A post today by Michelle Malkin brings to light an interesting provision of Obamacare which will apparently target funding at racial minorities. As she details with a good deal of clarity, this would seem to be an invitation for generating illegal racial preferences in healthcare. While this, itself, is not a violation of the Civil Rights Act (which Congress may modify or ignore at will), it may present a legal conundrum within the world of medicine. It also reminded me of concerns that I expressed privately months ago about healthcare being used as a vehicle for political preferences; concerns which are now certainly credible enough to be worth active discussion.
While I do not recall when it first occurred to me, I have been concerned since sometime last summer about the possibility that the healthcare bill would eventually be used as a tool to leverage votes for Democrats. The basic scenario works as follows: When healthcare rationing inevitably begins, funds will be directed preferentially toward states, counties, and cities which routinely vote Democrat. The more insidious scenario looks a little bit different: Medical records will be paired, secretly or explicitly, with rolls of party affiliation, campaign contributions, and political activism, and those individuals who support Democrat candidates and policies will receive care more quickly and completely than individuals who are opposed. However unlikely those scenarios seem, neither one is impossible, and the first appears to be already happening.
Regardless of which scenario ultimately plays out, the result is that voters will be placed into a voting system built from a framework of oppression. While politicians are well known to offer money to favored constituencies, this becomes the first time in America’s history that politicians can literally begin to equate votes to matters of life and death. Most voters would not find it a difficult choice to select between supporting some policy that they don’t like, or a politician that they would otherwise oppose, when the alternative is that they will not be able to receive a life saving cancer treatment in time.

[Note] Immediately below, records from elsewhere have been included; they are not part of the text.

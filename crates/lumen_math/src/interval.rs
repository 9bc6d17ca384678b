/// A range of ray parameters or channel values.
#[derive(Debug, Clone, Copy, PartialEq)]
pub struct Interval {
    pub min: f32,
    pub max: f32,
}

impl Interval {
    /// Create a new interval given min and max values.
    pub const fn new(min: f32, max: f32) -> Self {
        Self { min, max }
    }

    /// Same lower bound, new upper bound.
    #[inline]
    pub fn with_max(&self, max: f32) -> Interval {
        Interval::new(self.min, max)
    }

    /// Returns true if x is within the interval [min, max] (inclusive).
    #[inline]
    pub fn contains(&self, x: f32) -> bool {
        self.min <= x && x <= self.max
    }

    /// Returns true if x is strictly within the interval (min, max) (exclusive).
    ///
    /// This is the test used for ray hits: a root sitting exactly on either
    /// bound is rejected.
    #[inline]
    pub fn surrounds(&self, x: f32) -> bool {
        self.min < x && x < self.max
    }

    /// Clamps x to be within the interval [min, max].
    #[inline]
    pub fn clamp(&self, x: f32) -> f32 {
        x.clamp(self.min, self.max)
    }

    /// An empty interval (min > max, contains nothing).
    pub const EMPTY: Interval = Interval {
        min: f32::INFINITY,
        max: f32::NEG_INFINITY,
    };

    /// A universe interval (contains everything).
    pub const UNIVERSE: Interval = Interval {
        min: f32::NEG_INFINITY,
        max: f32::INFINITY,
    };
}

#[cfg(test)]
mod tests {
    use super::*;

    #[test]
    fn test_interval_contains_is_inclusive() {
        let interval = Interval::new(0.0, 10.0);

        assert!(interval.contains(0.0));
        assert!(interval.contains(10.0));
        assert!(interval.contains(5.0));

        assert!(!interval.contains(-0.1));
        assert!(!interval.contains(10.1));
    }

    #[test]
    fn test_interval_surrounds_is_exclusive() {
        let interval = Interval::new(0.001, 10.0);

        assert!(!interval.surrounds(0.001));
        assert!(!interval.surrounds(10.0));

        assert!(interval.surrounds(0.0011));
        assert!(interval.surrounds(9.9));

        assert!(!interval.surrounds(-0.1));
        assert!(!interval.surrounds(10.1));
    }

    #[test]
    fn test_interval_with_max() {
        let interval = Interval::new(0.001, f32::INFINITY).with_max(4.0);
        assert_eq!(interval, Interval::new(0.001, 4.0));
    }

    #[test]
    fn test_interval_clamp() {
        let unit = Interval::new(0.0, 1.0);

        assert_eq!(unit.clamp(-5.0), 0.0);
        assert_eq!(unit.clamp(0.5), 0.5);
        assert_eq!(unit.clamp(15.0), 1.0);
    }

    #[test]
    fn test_interval_empty_and_universe() {
        assert!(!Interval::EMPTY.contains(0.0));
        assert!(!Interval::EMPTY.surrounds(f32::INFINITY));

        assert!(Interval::UNIVERSE.surrounds(1e10));
        assert!(Interval::UNIVERSE.surrounds(-1e10));
    }
}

No neutral observer could call trading votes for life anything other than false liberty.
Strangely, though, this potential avenue for abuse has been almost entirely absent from the debate over health care. Throughout the entire debate, I can only recall having seen the question show up once, in a survey published by the RNC asking if voters were concerned “that the government could use voter registration to determine a person’s political affiliation, prompting fears that GOP voters might be discriminated against for medical treatment in a Democrat-imposed health care rationing system.” My vote, of course, would have been (and is) quite affirmative, especially as the full blown public option was still alive and well as a possibility in August when that survey was published. The flash of furor, though, was apparently strong enough that the impotent GOP backpedaled, said that the question was “inartfully worded,” and tried to re-frame it as being about privacy rather than political gamesmanship. With the GOP’s apology issued, the issue promptly disappeared from the debate.
But as we are already beginning to see, the GOP was right the first time. Trading healthcare for votes is a serious issue about which Americans need to seriously engage. Even liberals, who may think they’re safe with Obama in charge, should be scared of the potential for abuse. Imagine, after all, if George W. Bush had been in charge of making your medical decisions; imagine the future of medicine under President Karl Rove. Tying political support to medical treatment is far more dangerous than the financial quid pro quo that Americans have, unfortunately, gotten used to.
Perhaps Michelle discovering this first attempt will finally shed some light on a looming problem that should have been discussed months ago.